Uomini di record, registrare di tempi e numeri superlativi.
Due materie diverse. Lewis Hamilton da Stevenage fa incetta di storia dell’automobilismo, formato leggenda in Formula 1.
CR7 e Ibra, nelle loro diverse peculiarità, sfumature caratteriali e personali, anelito alla vittoria reiterata. Le condizioni, un po’ di fortuna e un io ancor più preminente, oltre alle indubbie doti sontuose hanno forse eccessivamente favorito il portoghese nei momenti cruciali rispetto al dio scandinavo umano.
In una sfida però Ibrahimovic ha pochissimi eguali al mondo, nella storia dello sport ‘tondo’.
Categoria gol impossibili, dove può trarre beneficio dal giusto accorpamento di altre arti, marziali.
Sferico globo, stratosferico incidere, perle in celestiale apogeo toccato da pochissimi colleghi.
Mancano i grandiosi trofei, esclusa una logica carenza con una nazionale che non è corazzata asfaltatrice, le lacune di carriera collettiva sono lampanti, è quasi sbriciolato nel confronto in particolare per nomea di trofei, con CR7.
E questo rimarca straordinariamente come il football sia un egregio, affascinantissimo sport di squadra, per nulla quadrato nella propria scansione.
Non si scansano, certo, mai dalle loro responsabilità, Cris e Zlatan, tantomeno Lewis. Adrenalina pura, non la disdegnano, per disegnare i progetti di gloria, supportati dal team.
Ne hanno gran bisogno, per sognare doppiamente.
Uno sport dal rombante motore, dove il pilota non è per nulla sottoposto a pilatismo.
Le mani sono chiamate in causa, i piedi spingono seppur non visibili, spicca l’ingente furia accelerata del bolide artificiale.

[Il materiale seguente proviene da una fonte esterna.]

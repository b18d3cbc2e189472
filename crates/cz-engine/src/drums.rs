//! Procedural drum voices. No sample data involved.

use cz_ir::{DrumSound, FilterKind, Waveform};

use crate::graph::{BusKey, Emission, EmissionKey, RenderGraph, Source};

const KICK_START_HZ: f32 = 150.0;
const KICK_END_HZ: f32 = 0.01;
const KICK_SWEEP: f64 = 0.15;
const KICK_DECAY: f64 = 0.2;

const SNARE_BAND_HZ: f32 = 1_500.0;
const SNARE_DECAY: f64 = 0.1;

const HAT_CUTOFF_HZ: f32 = 7_000.0;
const CLOSED_HAT_DECAY: f64 = 0.05;
const OPEN_HAT_DECAY: f64 = 0.2;

/// Level the amplitude decays toward before the hard stop.
const DECAY_TARGET: f32 = 0.01;

/// Set `velocity` at `start`, decaying exponentially until `start + length`.
fn decaying(emission: &mut Emission, velocity: f32, start: f64, length: f64) {
    emission
        .gain_mut()
        .set_value_at_time(velocity, start)
        .exponential_ramp_to_value_at_time(DECAY_TARGET * velocity, start + length);
}

/// Sine with a falling pitch sweep.
pub fn schedule_kick(
    graph: &mut RenderGraph,
    bus: Option<BusKey>,
    start_time: f64,
    velocity: f32,
) -> EmissionKey {
    let mut osc = Source::oscillator(Waveform::Sine, KICK_START_HZ as f64, 0.0);
    if let Some(freq) = osc.frequency_mut() {
        freq.set_value_at_time(KICK_START_HZ, start_time)
            .exponential_ramp_to_value_at_time(KICK_END_HZ, start_time + KICK_SWEEP);
    }
    let mut emission = Emission::new(bus, start_time, start_time + KICK_DECAY).with_source(osc);
    decaying(&mut emission, velocity, start_time, KICK_DECAY);
    graph.add_emission(emission)
}

/// Band-passed noise burst.
pub fn schedule_snare(
    graph: &mut RenderGraph,
    bus: Option<BusKey>,
    start_time: f64,
    velocity: f32,
) -> EmissionKey {
    let seed = graph.next_noise_seed();
    let mut emission = Emission::new(bus, start_time, start_time + SNARE_DECAY)
        .with_source(Source::noise(seed))
        .with_filter(FilterKind::BandPass, SNARE_BAND_HZ, 1.0, graph.sample_rate());
    decaying(&mut emission, velocity, start_time, SNARE_DECAY);
    graph.add_emission(emission)
}

/// High-passed noise decaying over `duration` seconds.
pub fn schedule_hat(
    graph: &mut RenderGraph,
    bus: Option<BusKey>,
    start_time: f64,
    duration: f64,
    velocity: f32,
) -> EmissionKey {
    let seed = graph.next_noise_seed();
    let duration = duration.max(0.0);
    let mut emission = Emission::new(bus, start_time, start_time + duration)
        .with_source(Source::noise(seed))
        .with_filter(FilterKind::HighPass, HAT_CUTOFF_HZ, 1.0, graph.sample_rate());
    decaying(&mut emission, velocity, start_time, duration);
    graph.add_emission(emission)
}

/// Schedule any drum sound with its default length.
pub fn schedule_drum(
    graph: &mut RenderGraph,
    sound: DrumSound,
    bus: Option<BusKey>,
    start_time: f64,
    velocity: f32,
) -> EmissionKey {
    let velocity = velocity.clamp(0.0, 1.0);
    match sound {
        DrumSound::Kick => schedule_kick(graph, bus, start_time, velocity),
        DrumSound::Snare => schedule_snare(graph, bus, start_time, velocity),
        DrumSound::ClosedHat => schedule_hat(graph, bus, start_time, CLOSED_HAT_DECAY, velocity),
        DrumSound::OpenHat => schedule_hat(graph, bus, start_time, OPEN_HAT_DECAY, velocity),
    }
}

#[cfg(test)]
mod tests {
    use super::*;

    const RATE: u32 = 44_100;

    #[test]
    fn drum_lengths() {
        let mut graph = RenderGraph::new(RATE, 3);
        let cases = [
            (DrumSound::Kick, KICK_DECAY),
            (DrumSound::Snare, SNARE_DECAY),
            (DrumSound::ClosedHat, CLOSED_HAT_DECAY),
            (DrumSound::OpenHat, OPEN_HAT_DECAY),
        ];
        for (sound, length) in cases {
            let key = schedule_drum(&mut graph, sound, None, 1.0, 1.0);
            let em = graph.emission(key).unwrap();
            assert!((em.stop_time() - (1.0 + length)).abs() < 1e-12, "{:?}", sound);
        }
    }

    #[test]
    fn unknown_identifier_plays_closed_hat() {
        let mut graph = RenderGraph::new(RATE, 3);
        let key = schedule_drum(&mut graph, DrumSound::from_name("cowbell"), None, 0.0, 1.0);
        assert!((graph.emission(key).unwrap().stop_time() - CLOSED_HAT_DECAY).abs() < 1e-12);
    }

    #[test]
    fn velocity_scales_amplitude() {
        let mut graph = RenderGraph::new(RATE, 3);
        let key = schedule_drum(&mut graph, DrumSound::Kick, None, 0.0, 0.5);
        let gain = graph.emission(key).unwrap().gain();
        assert!((gain.value_at(0.0) - 0.5).abs() < 1e-6);
        assert!(gain.value_at(0.1) < 0.5);
    }

    #[test]
    fn drums_are_audible_and_finish() {
        let mut graph = RenderGraph::new(RATE, 3);
        schedule_drum(&mut graph, DrumSound::Kick, None, 0.0, 1.0);
        schedule_drum(&mut graph, DrumSound::Snare, None, 0.0, 1.0);
        let mut peak = 0.0f32;
        for _ in 0..2_000 {
            peak = peak.max(graph.render_frame().left.abs());
        }
        assert!(peak > 0.05);
        graph.advance(RATE as usize);
        assert_eq!(graph.emission_count(), 0);
    }
}
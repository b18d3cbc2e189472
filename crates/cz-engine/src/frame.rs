//! Audio frame type.

/// A stereo audio frame.
#[derive(Clone, Copy, Debug, Default, PartialEq)]
pub struct Frame {
    pub left: f32,
    pub right: f32,
}

impl Frame {
    /// Create a silent frame.
    pub const fn silence() -> Self {
        Self {
            left: 0.0,
            right: 0.0,
        }
    }

    /// Create a mono frame (same value for both channels).
    pub const fn mono(value: f32) -> Self {
        Self {
            left: value,
            right: value,
        }
    }

    /// Mix another frame into this one.
    pub fn mix(&mut self, other: Frame) {
        self.left += other.left;
        self.right += other.right;
    }

    /// Returns true if both channels are exactly zero.
    pub fn is_silent(&self) -> bool {
        self.left == 0.0 && self.right == 0.0
    }
}
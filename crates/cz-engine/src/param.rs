//! Automatable parameter with a fixed-capacity event timeline.
//!
//! Evaluation follows the usual audio-graph rules: a ramp event
//! interpolates from the previous event's time and value up to its own,
//! a set event jumps, and after the last event the value holds.

use heapless::Vec as FixedVec;

/// Smallest magnitude an exponential ramp may start from or aim at.
pub const SILENCE_FLOOR: f32 = 0.0001;

/// Events per parameter. Enough for a full ADSR plus one live re-anchor.
const MAX_EVENTS: usize = 8;

#[derive(Clone, Copy, Debug, PartialEq)]
enum ParamEvent {
    Set { time: f64, value: f32 },
    Linear { time: f64, value: f32 },
    Exponential { time: f64, value: f32 },
}

impl ParamEvent {
    fn time(&self) -> f64 {
        match *self {
            ParamEvent::Set { time, .. }
            | ParamEvent::Linear { time, .. }
            | ParamEvent::Exponential { time, .. } => time,
        }
    }

    fn value(&self) -> f32 {
        match *self {
            ParamEvent::Set { value, .. }
            | ParamEvent::Linear { value, .. }
            | ParamEvent::Exponential { value, .. } => value,
        }
    }
}

/// A parameter value driven by scheduled automation.
#[derive(Clone, Debug)]
pub struct Param {
    default: f32,
    events: FixedVec<ParamEvent, MAX_EVENTS>,
}

impl Param {
    /// Create a parameter holding `default` until automated.
    pub fn new(default: f32) -> Self {
        Self {
            default,
            events: FixedVec::new(),
        }
    }

    /// Jump to `value` at `time`.
    pub fn set_value_at_time(&mut self, value: f32, time: f64) -> &mut Self {
        self.insert(ParamEvent::Set { time, value })
    }

    /// Ramp linearly from the previous event to `value`, arriving at `time`.
    pub fn linear_ramp_to_value_at_time(&mut self, value: f32, time: f64) -> &mut Self {
        self.insert(ParamEvent::Linear { time, value })
    }

    /// Ramp exponentially from the previous event to `value`, arriving at
    /// `time`. Targets closer to zero than [`SILENCE_FLOOR`] are clamped.
    pub fn exponential_ramp_to_value_at_time(&mut self, value: f32, time: f64) -> &mut Self {
        let value = if value.abs() < SILENCE_FLOOR {
            SILENCE_FLOOR.copysign(if value == 0.0 { 1.0 } else { value })
        } else {
            value
        };
        self.insert(ParamEvent::Exponential { time, value })
    }

    /// Drop every event at or after `time`.
    pub fn cancel_scheduled_values(&mut self, time: f64) -> &mut Self {
        let keep = self.events.partition_point(|e| e.time() < time);
        self.events.truncate(keep);
        self
    }

    /// Number of scheduled events.
    pub fn event_count(&self) -> usize {
        self.events.len()
    }

    /// Time of the last scheduled event, if any.
    pub fn last_event_time(&self) -> Option<f64> {
        self.events.last().map(ParamEvent::time)
    }

    /// Evaluate the parameter at `time`.
    pub fn value_at(&self, time: f64) -> f32 {
        let mut prev_time = f64::NEG_INFINITY;
        let mut prev_value = self.default;

        for event in self.events.iter() {
            let event_time = event.time();
            if event_time <= time {
                prev_time = event_time;
                prev_value = event.value();
                continue;
            }
            return match *event {
                ParamEvent::Set { .. } => prev_value,
                ParamEvent::Linear { value, .. } => {
                    if !prev_time.is_finite() {
                        return prev_value;
                    }
                    let t = ((time - prev_time) / (event_time - prev_time)) as f32;
                    prev_value + (value - prev_value) * t
                }
                ParamEvent::Exponential { value, .. } => {
                    let same_sign = prev_value != 0.0 && (prev_value > 0.0) == (value > 0.0);
                    if !prev_time.is_finite() || !same_sign {
                        return prev_value;
                    }
                    let t = (time - prev_time) / (event_time - prev_time);
                    (prev_value as f64 * (value as f64 / prev_value as f64).powf(t)) as f32
                }
            };
        }

        prev_value
    }

    /// Keep events sorted by time; equal times keep insertion order.
    fn insert(&mut self, event: ParamEvent) -> &mut Self {
        if self.events.push(event).is_err() {
            tracing::warn!(?event, "param automation full, dropping event");
            return self;
        }
        let last = self.events.len() - 1;
        let pos = self.events[..last].partition_point(|e| e.time() <= event.time());
        if pos < last {
            self.events[pos..].rotate_right(1);
        }
        self
    }
}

Auto e moto, moto quale mozione, a due gambe saettanti, specie prima dei trenta.
Hamilton agisce da diesel in carriera, si affina anno dopo anno, alla stregua del cyborg iberico.
Poco spazio ai fronzoli, qualche errore, umano.
È epica, epinefrina, frena al momento giusto, domina spesso, spessore individuale abnorme e carisma, sfoga la scarna mobilità anatomica al di fuori della pista, valori sociali e morali, nonché ambientali propugnati.